Ingênuo

Por Milton T. Mendonça

Era tempo de mudança, sua vida caminhava por veredas desconhecidas e perigosas, não era prudente continuar daquela maneira. Lá fora, o mar agitado trazia lembranças de dias melhores, mas o sacolejar do barco não deixava que se aventurasse em recordações, o obrigando a ficar atento para não perder o equilíbrio. Postado ao lado da cabine observava o piloto manejar o leme com destreza fugindo dos recifes, antes de adentrar ao porto da ilha, àquela hora, adormecida.

O barco se encostou suavemente ao madeirame e Osório pulou a amurada amarrando firme o casco incrustado de craca, permitindo que os passageiros desembarcassem em segurança. Agradeceu o comandante com palavras grosseiras de marinheiro experiente, que espiou pela janela da cabine, retribuindo com uma gargalhada sonora. Despediu-se subindo as escadas e caminhou pela rua de pedra se dirigindo ao pequeno hotel na entrada da cidade.

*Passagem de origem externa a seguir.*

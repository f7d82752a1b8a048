use std::{future::Future, time::Duration};

use colored::Colorize;
use echo_meta::{
    client::{StreamCall, UnaryCall},
    driver::StreamOutcome,
    greeter::{EchoGreeter, GreeterServer},
    layer::{
        client::{ClientStreamService, ClientUnaryService},
        ClientStreamLayer, ClientUnaryLayer, ServerMetadataLayer,
    },
    transport::LocalTransport,
    GreeterClient, GreeterClientBuilder, HelloReply, HelloRequest, MetadataMap, Server,
};
use faststr::FastStr;
use tokio::runtime::Handle;

pub type Transport = LocalTransport<HelloRequest, HelloReply>;
pub type EchoClient = GreeterClient<
    ClientUnaryService<UnaryCall<Transport>>,
    ClientStreamService<StreamCall<Transport>>,
>;

#[derive(Debug, Clone)]
pub struct Context {
    pub location: FastStr,
    pub count: usize,
    pub timeout: Option<Duration>,
    pub handle: Handle,
}

impl Context {
    /// Starts an echo server on the runtime and returns a client connected to it.
    ///
    /// The server stops once the returned client and all its clones are dropped.
    pub fn connect(&self) -> EchoClient {
        let (transport, incoming) = LocalTransport::new();
        let server = Server::new(GreeterServer::new(
            EchoGreeter::new().streaming_count(self.count),
        ))
        .layer(ServerMetadataLayer::new().location(self.location.clone()));
        self.handle.spawn(async move {
            if let Err(e) = server.run(incoming).await {
                tracing::error!("[ECHO] server exited: {e}");
            }
        });

        let mut builder = GreeterClientBuilder::new(transport);
        if let Some(timeout) = self.timeout {
            builder = builder.rpc_timeout(timeout);
        }
        builder
            .unary_layer(ClientUnaryLayer::new())
            .stream_layer(ClientStreamLayer::new())
            .build()
    }

    pub fn block_on<F: Future>(&self, future: F) -> F::Output {
        self.handle.block_on(future)
    }
}

pub fn print_title(title: &str) {
    println!("{}", format!("--- {title} ---").bold());
}

pub fn print_reply(reply: &HelloReply) {
    println!("response:");
    println!(" - {}", reply.message.green());
}

pub fn print_metadata(section: &str, metadata: &MetadataMap) {
    println!("{section}:");
    if metadata.is_empty() {
        println!("   {}", "<empty>".dimmed());
    }
    for (key, values) in metadata.iter() {
        println!(" {}:", key.cyan());
        for (i, value) in values.iter().enumerate() {
            println!("   {i}. {value}");
        }
    }
}

pub fn print_outcome(outcome: &StreamOutcome<HelloReply>) {
    print_metadata("header", &outcome.header);
    println!("responses:");
    for reply in &outcome.messages {
        println!(" - {}", reply.message.green());
    }
    print_metadata("trailer", &outcome.trailer);
}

O quarto no segundo andar com a janela voltada para o continente o manteve em pé, absorto, observando as luzes atravessarem o canal salpicando a água com cores tristes. Lembrou-se de sua solidão.

Respirou fundo saindo do torpor e jogou sua bagagem em cima da cama. Abriu o alforje e derramou seu conteúdo com cuidado, descobrindo uma centena de moedas de ouro, algumas pedras preciosa e um retrato. Pegou o retrato e o levou próximo à lâmpada. Observou a morena de longos cabelos encaracolados que dançava com um jovem soldado no ritmo da orquestra, ao fundo. Ela sorria como criança mostrando os belos dentes enquanto o rapaz mirava seu colo audaciosamente. Os olhos de ambos brilhavam de paixão.

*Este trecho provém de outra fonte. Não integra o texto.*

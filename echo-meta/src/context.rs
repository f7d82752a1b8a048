use std::{sync::Arc, time::Duration};

use chrono::{DateTime, Local};
use faststr::FastStr;
use parking_lot::Mutex;
use paste::paste;
use tokio::sync::oneshot;
use tracing::trace;

use crate::{metadata::MetadataMap, transport::Cancellation, Status};

macro_rules! stat_impl {
    ($t: ident) => {
        paste! {
            #[inline]
            pub fn $t(&self) -> Option<DateTime<Local>> {
                self.$t
            }

            #[doc(hidden)]
            #[inline]
            pub fn [<set_$t>](&mut self, t: DateTime<Local>) {
                self.$t = Some(t)
            }

            #[inline]
            pub fn [<record_ $t>](&mut self) {
                self.$t = Some(Local::now())
            }
        }
    };
}

#[derive(Debug, Default, Clone)]
pub struct ClientStats {
    call_start_at: Option<DateTime<Local>>,
    call_end_at: Option<DateTime<Local>>,
    header_received_at: Option<DateTime<Local>>,
}

impl ClientStats {
    stat_impl!(call_start_at);
    stat_impl!(call_end_at);
    stat_impl!(header_received_at);
}

#[derive(Debug, Default, Clone)]
pub struct ServerStats {
    process_start_at: Option<DateTime<Local>>,
    process_end_at: Option<DateTime<Local>>,
}

impl ServerStats {
    stat_impl!(process_start_at);
    stat_impl!(process_end_at);
}

#[derive(Debug, Clone, Copy, PartialEq, Eq)]
pub enum Role {
    Client,
    Server,
}

/// Which directions of a call carry a sequence of messages.
#[derive(Debug, Clone, Copy, PartialEq, Eq, Hash)]
pub enum CallShape {
    Unary,
    ServerStreaming,
    ClientStreaming,
    Bidirectional,
}

impl CallShape {
    /// Whether the client may send more than one message.
    pub fn client_push(self) -> bool {
        matches!(self, CallShape::ClientStreaming | CallShape::Bidirectional)
    }

    /// Whether the server may send more than one message.
    pub fn server_push(self) -> bool {
        matches!(self, CallShape::ServerStreaming | CallShape::Bidirectional)
    }
}

/// A full method path bound to its call shape.
#[derive(Debug, Clone, Copy, PartialEq, Eq)]
pub struct MethodDescriptor {
    pub path: &'static str,
    pub shape: CallShape,
}

impl MethodDescriptor {
    pub const fn new(path: &'static str, shape: CallShape) -> Self {
        Self { path, shape }
    }
}

#[derive(Debug, Clone)]
pub struct RpcInfo {
    role: Role,
    method: FastStr,
    shape: CallShape,
}

impl RpcInfo {
    pub fn new(role: Role, method: impl Into<FastStr>, shape: CallShape) -> Self {
        Self {
            role,
            method: method.into(),
            shape,
        }
    }

    #[inline]
    pub fn role(&self) -> Role {
        self.role
    }

    #[inline]
    pub fn method(&self) -> &FastStr {
        &self.method
    }

    #[inline]
    pub fn shape(&self) -> CallShape {
        self.shape
    }
}

const DEFAULT_STREAM_BUFFER: usize = 64;

#[derive(Default, Debug, Clone, PartialEq, Eq)]
pub struct Config {
    pub(crate) rpc_timeout: Option<Duration>,
    /// Capacity of each message channel of a call.
    pub(crate) stream_buffer: Option<usize>,
}

impl Config {
    pub fn merge(&mut self, other: Self) {
        if let Some(t) = other.rpc_timeout {
            self.rpc_timeout = Some(t);
        }
        if let Some(n) = other.stream_buffer {
            self.stream_buffer = Some(n);
        }
    }

    #[inline]
    pub fn rpc_timeout(&self) -> Option<Duration> {
        self.rpc_timeout
    }

    /// Sets the rpc timeout.
    ///
    /// This can be set both by the client builder and the CallOpt.
    #[inline]
    pub fn set_rpc_timeout(&mut self, rpc_timeout: Option<Duration>) {
        self.rpc_timeout = rpc_timeout;
    }

    #[inline]
    pub fn stream_buffer(&self) -> usize {
        self.stream_buffer.unwrap_or(DEFAULT_STREAM_BUFFER).max(1)
    }

    #[inline]
    pub fn set_stream_buffer(&mut self, stream_buffer: Option<usize>) {
        self.stream_buffer = stream_buffer;
    }
}

/// A context for client to pass information such as `RpcInfo` and `Config` between middleware
/// during the rpc call lifecycle.
///
/// The outgoing metadata is recorded once the request has been handed to the transport and is
/// read-only from then on. Header and trailer are filled in by unary calls as they arrive.
#[derive(Debug)]
pub struct ClientContext {
    rpc_info: RpcInfo,
    config: Config,
    pub stats: ClientStats,
    outgoing: Option<MetadataMap>,
    header: Option<MetadataMap>,
    trailer: Option<MetadataMap>,
}

impl ClientContext {
    pub fn new(rpc_info: RpcInfo, config: Config) -> Self {
        Self {
            rpc_info,
            config,
            stats: ClientStats::default(),
            outgoing: None,
            header: None,
            trailer: None,
        }
    }

    #[inline]
    pub fn rpc_info(&self) -> &RpcInfo {
        &self.rpc_info
    }

    #[inline]
    pub fn config(&self) -> &Config {
        &self.config
    }

    #[inline]
    pub fn config_mut(&mut self) -> &mut Config {
        &mut self.config
    }

    /// The request metadata as it was sent.
    pub fn outgoing_metadata(&self) -> Option<&MetadataMap> {
        self.outgoing.as_ref()
    }

    pub fn header(&self) -> Option<&MetadataMap> {
        self.header.as_ref()
    }

    pub fn trailer(&self) -> Option<&MetadataMap> {
        self.trailer.as_ref()
    }

    pub(crate) fn record_outgoing(&mut self, metadata: MetadataMap) {
        self.outgoing = Some(metadata);
    }

    pub(crate) fn record_header(&mut self, header: Option<MetadataMap>) {
        if header.is_some() {
            self.stats.record_header_received_at();
        }
        self.header = header;
    }

    pub(crate) fn record_trailer(&mut self, trailer: Option<MetadataMap>) {
        self.trailer = trailer;
    }
}

/// Where the response side of a call currently is.
#[derive(Debug, Clone, Copy, PartialEq, Eq)]
pub enum CallPhase {
    Created,
    HeaderSent,
    Exchanging,
    Completed,
}

#[derive(Debug)]
struct HeadState {
    pending: MetadataMap,
    tx: Option<oneshot::Sender<MetadataMap>>,
    phase: CallPhase,
}

/// The server side of a call's header: collects header metadata until it is sent, and sends it
/// at most once.
#[derive(Debug, Clone)]
pub struct ResponseHead {
    inner: Arc<Mutex<HeadState>>,
}

impl ResponseHead {
    pub(crate) fn new(tx: oneshot::Sender<MetadataMap>) -> Self {
        Self {
            inner: Arc::new(Mutex::new(HeadState {
                pending: MetadataMap::new(),
                tx: Some(tx),
                phase: CallPhase::Created,
            })),
        }
    }

    pub fn phase(&self) -> CallPhase {
        self.inner.lock().phase
    }

    /// Adds metadata to the pending header.
    pub fn set_header(&self, metadata: MetadataMap) -> Result<(), Status> {
        let mut state = self.inner.lock();
        if state.tx.is_none() {
            return Err(Status::internal("header already sent"));
        }
        state.pending.merge(metadata);
        Ok(())
    }

    /// Adds metadata to the pending header and sends it.
    pub fn send_header(&self, metadata: MetadataMap) -> Result<(), Status> {
        let mut state = self.inner.lock();
        if state.tx.is_none() {
            return Err(Status::internal("header already sent"));
        }
        state.pending.merge(metadata);
        Self::send_locked(&mut state);
        Ok(())
    }

    /// Called before the first response message goes out.
    pub(crate) fn start_exchange(&self) {
        let mut state = self.inner.lock();
        Self::send_locked(&mut state);
        state.phase = CallPhase::Exchanging;
    }

    /// Successful calls always deliver a header; failed calls that never sent one end up
    /// trailers-only.
    pub(crate) fn complete(&self, success: bool) {
        let mut state = self.inner.lock();
        if success {
            Self::send_locked(&mut state);
        } else if state.tx.take().is_some() {
            trace!("[ECHO] call failed before the header was sent, responding trailers-only");
        }
        state.phase = CallPhase::Completed;
    }

    fn send_locked(state: &mut HeadState) {
        if let Some(tx) = state.tx.take() {
            if tx.send(std::mem::take(&mut state.pending)).is_err() {
                trace!("[ECHO] header receiver dropped");
            }
            if state.phase == CallPhase::Created {
                state.phase = CallPhase::HeaderSent;
            }
        }
    }
}

/// Trailer metadata accumulated over a call, sent with the terminal status.
#[derive(Debug, Clone, Default)]
pub struct TrailerSlot(Arc<Mutex<MetadataMap>>);

impl TrailerSlot {
    pub fn merge(&self, metadata: MetadataMap) {
        self.0.lock().merge(metadata);
    }

    pub(crate) fn take(&self) -> MetadataMap {
        std::mem::take(&mut *self.0.lock())
    }
}

/// A context for server to pass information such as `RpcInfo` and the call's metadata between
/// middleware during the rpc call lifecycle.
#[derive(Debug)]
pub struct ServerContext {
    rpc_info: RpcInfo,
    pub stats: ServerStats,
    incoming: Option<MetadataMap>,
    head: ResponseHead,
    trailer: TrailerSlot,
    cancellation: Cancellation,
}

impl ServerContext {
    pub(crate) fn new(
        rpc_info: RpcInfo,
        incoming: Option<MetadataMap>,
        head: ResponseHead,
        cancellation: Cancellation,
    ) -> Self {
        Self {
            rpc_info,
            stats: ServerStats::default(),
            incoming,
            head,
            trailer: TrailerSlot::default(),
            cancellation,
        }
    }

    #[inline]
    pub fn rpc_info(&self) -> &RpcInfo {
        &self.rpc_info
    }

    /// The request metadata, or `None` if the transport supplied no container.
    pub fn incoming_metadata(&self) -> Option<&MetadataMap> {
        self.incoming.as_ref()
    }

    /// Adds metadata to the header without sending it.
    pub fn set_header(&self, metadata: MetadataMap) -> Result<(), Status> {
        self.head.set_header(metadata)
    }

    /// Sends the header now. Fails if it was already sent.
    pub fn send_header(&self, metadata: MetadataMap) -> Result<(), Status> {
        self.head.send_header(metadata)
    }

    /// Adds metadata to the trailer.
    pub fn set_trailer(&self, metadata: MetadataMap) {
        self.trailer.merge(metadata)
    }

    pub fn trailer_slot(&self) -> &TrailerSlot {
        &self.trailer
    }

    pub fn response_head(&self) -> &ResponseHead {
        &self.head
    }

    pub fn phase(&self) -> CallPhase {
        self.head.phase()
    }

    pub fn cancellation(&self) -> &Cancellation {
        &self.cancellation
    }
}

O sol se esparramou no quarto, na manhã seguinte, fazendo o rapaz pular da cama cheio de energia. Pouco tempo depois circulava pelas ruas estreitas com a fotografia, em busca da linda mulher. No almoço já havia percorrido a cidade toda e nada encontrara. Alugou um cavalo e partiu confiante pela única estrada existente, cavalgando ligeiro os dez quilômetros que o separava do povoado mais próximo. Entrou na praça apeou da montaria a amarrando junto ao bebedouro. Perambulou pela aldeia em busca de alguém que a conhecesse.

Ao virar uma das inúmeras ruas do vilarejo, se deparou com a vendedora e sua banca de frutas e legumes, estacionada na calçada. Parou desanimado e mostrou pela milésima vez o que levava na mão. A moça desconfiada, a princípio, foi finalmente seduzida pelo seu desespero, indicando onde encontrá-la: um pequeno sítio as margens do maior lago da ilha, ao norte, antes do penhasco que o separava do mar.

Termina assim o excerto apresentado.